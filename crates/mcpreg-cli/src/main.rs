//! CLI entry point.

use std::process::ExitCode;

use clap::{CommandFactory, Parser};
use tracing_subscriber::EnvFilter;

use mcpreg_cli::{Cli, CliError, OutputMode, run};

/// `RUST_LOG` wins unless `--verbose` asks for debug output.
fn init_tracing(verbose: bool) {
    let filter = if verbose {
        EnvFilter::new("debug")
    } else {
        EnvFilter::try_from_default_env().unwrap_or_else(|_| EnvFilter::new("warn"))
    };
    tracing_subscriber::fmt()
        .with_env_filter(filter)
        .with_writer(std::io::stderr)
        .init();
}

#[tokio::main]
async fn main() -> ExitCode {
    let cli = Cli::parse();
    init_tracing(cli.verbose);

    let Some(command) = cli.command else {
        // No command provided - show help
        let _ = Cli::command().print_help();
        return ExitCode::SUCCESS;
    };

    let output = OutputMode::from_json_flag(cli.json);
    match run(cli.registry, output, command).await {
        Ok(()) => ExitCode::SUCCESS,
        Err(err) => {
            let reported = err
                .downcast_ref::<CliError>()
                .is_some_and(CliError::is_reported);
            if !reported {
                output.error(&format!("{err:#}"));
            }
            ExitCode::FAILURE
        }
    }
}
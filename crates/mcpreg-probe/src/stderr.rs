//! Bounded capture of a probed process's stderr.
//!
//! A server that fails its handshake usually says why on stderr; the last
//! few lines are kept so they can be attached to the probe result.

use std::collections::VecDeque;
use std::sync::{Arc, Mutex, PoisonError};
use std::time::Duration;

use tokio::io::{AsyncBufReadExt, AsyncRead, BufReader};
use tokio::task::JoinHandle;
use tokio::time::timeout;

/// Ring buffer of the most recent stderr lines.
#[derive(Debug, Clone)]
pub struct StderrTail {
    lines: Arc<Mutex<VecDeque<String>>>,
    capacity: usize,
}

impl StderrTail {
    pub fn new(capacity: usize) -> Self {
        Self {
            lines: Arc::new(Mutex::new(VecDeque::with_capacity(capacity))),
            capacity,
        }
    }

    fn push(&self, line: String) {
        if self.capacity == 0 {
            return;
        }
        let mut lines = self.lines.lock().unwrap_or_else(PoisonError::into_inner);
        if lines.len() >= self.capacity {
            lines.pop_front();
        }
        lines.push_back(line);
    }

    /// Collected lines, oldest first.
    pub fn snapshot(&self) -> Vec<String> {
        self.lines
            .lock()
            .unwrap_or_else(PoisonError::into_inner)
            .iter()
            .cloned()
            .collect()
    }

    /// Collected lines joined for display, or `None` if nothing was captured.
    pub fn render(&self) -> Option<String> {
        let lines = self.snapshot();
        (!lines.is_empty()).then(|| lines.join("\n"))
    }

    /// Drain `stream` line by line into this buffer until EOF.
    pub fn spawn_reader<R>(&self, stream: R) -> JoinHandle<()>
    where
        R: AsyncRead + Unpin + Send + 'static,
    {
        let tail = self.clone();
        tokio::spawn(async move {
            let mut lines = BufReader::new(stream).lines();
            while let Ok(Some(line)) = lines.next_line().await {
                tracing::trace!(line = %line, "probe stderr");
                tail.push(line);
            }
        })
    }
}

/// Give a reader `limit` to reach EOF, then abort it.
///
/// A descendant of the probed process can keep the pipe open long after the
/// process itself is gone. Returns `true` if the stream was fully drained.
pub async fn finish_reader(mut reader: JoinHandle<()>, limit: Duration) -> bool {
    if timeout(limit, &mut reader).await.is_ok() {
        return true;
    }
    reader.abort();
    false
}
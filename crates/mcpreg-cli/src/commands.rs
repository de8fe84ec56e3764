//! Commands enum and the argument groups shared between subcommands.

use std::time::Duration;

use clap::{Args, Subcommand, ValueEnum};

use mcpreg_core::{
    DEFAULT_HANDSHAKE_DELAY_MS, HandshakeStrategy, ProbeSettings, ServerDraft,
};

/// Available commands.
#[derive(Subcommand)]
pub enum Commands {
    /// List registered servers
    List,

    /// Show one server
    Get {
        /// Server name
        name: String,
    },

    /// Register a new server
    Add(ServerArgs),

    /// Remove a server
    Remove {
        /// Server name
        name: String,
    },

    /// Check a server definition without saving it
    Validate(ServerArgs),

    /// Start (or connect to) a server once and report whether it answers
    Probe {
        /// Server name
        name: String,

        #[command(flatten)]
        probe: ProbeArgs,
    },

    /// Probe every registered server
    TestAll {
        #[command(flatten)]
        probe: ProbeArgs,

        /// Number of probes to run at once (default 1, one after another)
        #[arg(long)]
        concurrency: Option<usize>,
    },

    /// Show where the registry file lives
    Paths,
}

impl Commands {
    /// Probe settings for this invocation, with any flag overrides applied.
    pub fn probe_settings(&self) -> ProbeSettings {
        let defaults = ProbeSettings::with_defaults();
        match self {
            Self::Probe { probe, .. } => probe.apply(defaults),
            Self::TestAll { probe, concurrency } => {
                let settings = probe.apply(defaults);
                match concurrency {
                    Some(n) => settings.with_batch_concurrency(*n),
                    None => settings,
                }
            }
            _ => defaults,
        }
    }
}

/// Server definition flags shared by `add` and `validate`.
#[derive(Args, Debug, Clone)]
pub struct ServerArgs {
    /// Unique server name (lowercase letters, digits and dashes)
    pub name: String,

    /// Transport: stdio, http or sse
    #[arg(long, default_value = "stdio")]
    pub transport: String,

    /// Executable to launch (stdio)
    #[arg(long)]
    pub command: Option<String>,

    /// Argument passed to the command; repeat for several
    #[arg(long = "arg", allow_hyphen_values = true)]
    pub args: Vec<String>,

    /// Environment variable for the process, as KEY=VALUE; repeatable
    #[arg(long = "env", value_parser = parse_key_val)]
    pub env: Vec<(String, String)>,

    /// Working directory for the process (stdio)
    #[arg(long = "cwd")]
    pub working_directory: Option<String>,

    /// Endpoint URL (http, sse)
    #[arg(long)]
    pub url: Option<String>,

    /// HTTP header as KEY=VALUE; repeatable
    #[arg(long = "header", value_parser = parse_key_val)]
    pub headers: Vec<(String, String)>,
}

impl ServerArgs {
    pub fn into_draft(self) -> ServerDraft {
        ServerDraft {
            name: self.name,
            transport: self.transport,
            command: self.command,
            args: self.args,
            env: self.env.into_iter().collect(),
            working_directory: self.working_directory,
            url: self.url,
            headers: self.headers.into_iter().collect(),
        }
    }
}

/// How to decide that a stdio server is ready.
#[derive(Debug, Clone, Copy, PartialEq, Eq, ValueEnum)]
pub enum HandshakeMode {
    /// Consider the server ready once it stayed up for a fixed delay (default)
    Delay,
    /// Send `initialize` and wait for the answer
    Protocol,
}

/// Probe tuning flags shared by `probe` and `test-all`.
#[derive(Args, Debug, Clone, Default)]
pub struct ProbeArgs {
    /// Give up on a server after this many milliseconds
    #[arg(long, env = "MCPREG_PROBE_TIMEOUT_MS")]
    pub timeout_ms: Option<u64>,

    /// Readiness check for stdio servers
    #[arg(long, value_enum)]
    pub handshake: Option<HandshakeMode>,

    /// Delay used by `--handshake delay`
    #[arg(long)]
    pub handshake_delay_ms: Option<u64>,
}

impl ProbeArgs {
    pub fn timeout(&self) -> Option<Duration> {
        self.timeout_ms.map(Duration::from_millis)
    }

    /// Apply flag overrides on top of `settings`.
    ///
    /// A delay without an explicit mode implies `--handshake delay`.
    pub fn apply(&self, mut settings: ProbeSettings) -> ProbeSettings {
        if let Some(timeout_ms) = self.timeout_ms {
            settings.default_timeout_ms = timeout_ms;
        }
        let mode = self
            .handshake
            .or_else(|| self.handshake_delay_ms.map(|_| HandshakeMode::Delay));
        match mode {
            Some(HandshakeMode::Protocol) => settings.with_handshake(HandshakeStrategy::Protocol),
            Some(HandshakeMode::Delay) => settings.with_handshake(HandshakeStrategy::FixedDelay {
                delay_ms: self.handshake_delay_ms.unwrap_or(DEFAULT_HANDSHAKE_DELAY_MS),
            }),
            None => settings,
        }
    }
}

/// Parse `KEY=VALUE`. The value may itself contain `=`.
fn parse_key_val(s: &str) -> Result<(String, String), String> {
    let (key, value) = s
        .split_once('=')
        .ok_or_else(|| format!("expected KEY=VALUE, got '{s}'"))?;
    if key.trim().is_empty() {
        return Err(format!("empty key in '{s}'"));
    }
    Ok((key.to_string(), value.to_string()))
}
//! MCP `initialize` handshake over stdio (JSON-RPC 2.0, newline-delimited).
//!
//! The exchange runs as a small state machine nested inside the probe's
//! handshake wait:
//!
//! ```text
//! WaitingForBanner ──first JSON frame──▶ WaitingForInitResponse ──result──▶ Ready
//! ```
//!
//! Anything printed before the first JSON frame (npx install chatter, log
//! lines) is startup noise and is skipped, up to a bound.
//! Reference: <https://spec.modelcontextprotocol.io/>

use serde::{Deserialize, Serialize};
use serde_json::{Value, json};
use thiserror::Error;
use tokio::io::{AsyncBufRead, AsyncBufReadExt, AsyncWrite, AsyncWriteExt};
use tokio::sync::watch;

use mcpreg_core::ServerIdentity;

/// Protocol revision sent in `initialize`.
pub const PROTOCOL_VERSION: &str = "2024-11-05";

/// Non-JSON lines tolerated before giving up on the server.
const MAX_NOISE_LINES: usize = 50;

const INITIALIZE_ID: u64 = 1;

/// Progress through the handshake.
#[derive(Debug, Clone, Copy, PartialEq, Eq, Serialize)]
#[serde(rename_all = "snake_case")]
pub enum HandshakePhase {
    /// `initialize` sent, no JSON-RPC output seen yet
    WaitingForBanner,
    /// Server is speaking JSON-RPC, waiting for the `initialize` response
    WaitingForInitResponse,
    /// Response received and `notifications/initialized` sent
    Ready,
}

impl std::fmt::Display for HandshakePhase {
    fn fmt(&self, f: &mut std::fmt::Formatter<'_>) -> std::fmt::Result {
        f.write_str(match self {
            Self::WaitingForBanner => "waiting for banner",
            Self::WaitingForInitResponse => "waiting for initialize response",
            Self::Ready => "ready",
        })
    }
}

/// Errors that end a handshake without a usable response.
#[derive(Debug, Error)]
pub enum HandshakeError {
    #[error("Server closed its output before answering initialize")]
    Closed,

    #[error("Failed to communicate with MCP server: {0}")]
    Io(#[from] std::io::Error),

    #[error("JSON serialization error: {0}")]
    Json(#[from] serde_json::Error),

    #[error("MCP server returned error: code={code}, message={message}")]
    Server { code: i64, message: String },

    #[error("MCP protocol error: {0}")]
    Protocol(String),
}

/// JSON-RPC 2.0 request.
#[derive(Debug, Serialize)]
struct JsonRpcRequest {
    jsonrpc: &'static str,
    id: u64,
    method: &'static str,
    #[serde(skip_serializing_if = "Option::is_none")]
    params: Option<Value>,
}

/// Any JSON-RPC 2.0 frame the server may send.
#[derive(Debug, Deserialize)]
struct JsonRpcFrame {
    #[serde(default)]
    id: Option<Value>,
    #[serde(default)]
    method: Option<String>,
    #[serde(default)]
    result: Option<Value>,
    #[serde(default)]
    error: Option<JsonRpcError>,
}

#[derive(Debug, Deserialize)]
struct JsonRpcError {
    code: i64,
    message: String,
}

#[derive(Debug, Deserialize)]
#[serde(rename_all = "camelCase")]
struct InitializeResult {
    protocol_version: String,
    server_info: ServerInfo,
}

#[derive(Debug, Deserialize)]
struct ServerInfo {
    name: String,
    #[serde(default)]
    version: Option<String>,
}

fn initialize_request() -> JsonRpcRequest {
    JsonRpcRequest {
        jsonrpc: "2.0",
        id: INITIALIZE_ID,
        method: "initialize",
        params: Some(json!({
            "protocolVersion": PROTOCOL_VERSION,
            "clientInfo": {
                "name": "mcpreg",
                "version": env!("CARGO_PKG_VERSION")
            },
            "capabilities": {}
        })),
    }
}

async fn write_line<W: AsyncWrite + Unpin>(stdin: &mut W, value: &impl Serialize) -> Result<(), HandshakeError> {
    let line = serde_json::to_string(value)? + "\n";
    stdin.write_all(line.as_bytes()).await?;
    stdin.flush().await?;
    Ok(())
}

fn is_initialize_response(frame: &JsonRpcFrame) -> bool {
    frame.method.is_none()
        && frame.id.as_ref().and_then(Value::as_u64) == Some(INITIALIZE_ID)
        && (frame.result.is_some() || frame.error.is_some())
}

/// Run the `initialize` exchange.
///
/// `phase` is updated as the exchange progresses so a caller racing this
/// future against a timeout can report how far the server got.
pub async fn perform_initialize<W, R>(
    stdin: &mut W,
    stdout: R,
    phase: &watch::Sender<HandshakePhase>,
) -> Result<ServerIdentity, HandshakeError>
where
    W: AsyncWrite + Unpin,
    R: AsyncBufRead + Unpin,
{
    phase.send_replace(HandshakePhase::WaitingForBanner);
    write_line(stdin, &initialize_request()).await?;

    let mut lines = stdout.lines();
    let mut noise = 0usize;

    let frame = loop {
        let Some(line) = lines.next_line().await? else {
            return Err(HandshakeError::Closed);
        };
        let trimmed = line.trim();
        if trimmed.is_empty() {
            continue;
        }

        let Ok(frame) = serde_json::from_str::<JsonRpcFrame>(trimmed) else {
            noise += 1;
            tracing::debug!(line = trimmed, "Skipping non-JSON-RPC output");
            if noise > MAX_NOISE_LINES {
                return Err(HandshakeError::Protocol(format!(
                    "No JSON-RPC output after {MAX_NOISE_LINES} lines"
                )));
            }
            continue;
        };

        if *phase.borrow() == HandshakePhase::WaitingForBanner {
            phase.send_replace(HandshakePhase::WaitingForInitResponse);
        }

        if is_initialize_response(&frame) {
            break frame;
        }
        tracing::debug!(method = ?frame.method, "Ignoring unrelated JSON-RPC frame");
    };

    if let Some(err) = frame.error {
        return Err(HandshakeError::Server {
            code: err.code,
            message: err.message,
        });
    }

    let result = frame
        .result
        .ok_or_else(|| HandshakeError::Protocol("Missing result in response".to_string()))?;
    let init: InitializeResult = serde_json::from_value(result)?;

    write_line(
        stdin,
        &json!({
            "jsonrpc": "2.0",
            "method": "notifications/initialized",
            "params": {}
        }),
    )
    .await?;
    phase.send_replace(HandshakePhase::Ready);

    Ok(ServerIdentity {
        name: init.server_info.name,
        version: init.server_info.version,
        protocol_version: init.protocol_version,
    })
}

#####

**EXERCISE OBJECTIVE**
Only a number is needed here: how many lines of the data include the word "StderrTail"?

**THE ANSWER**
2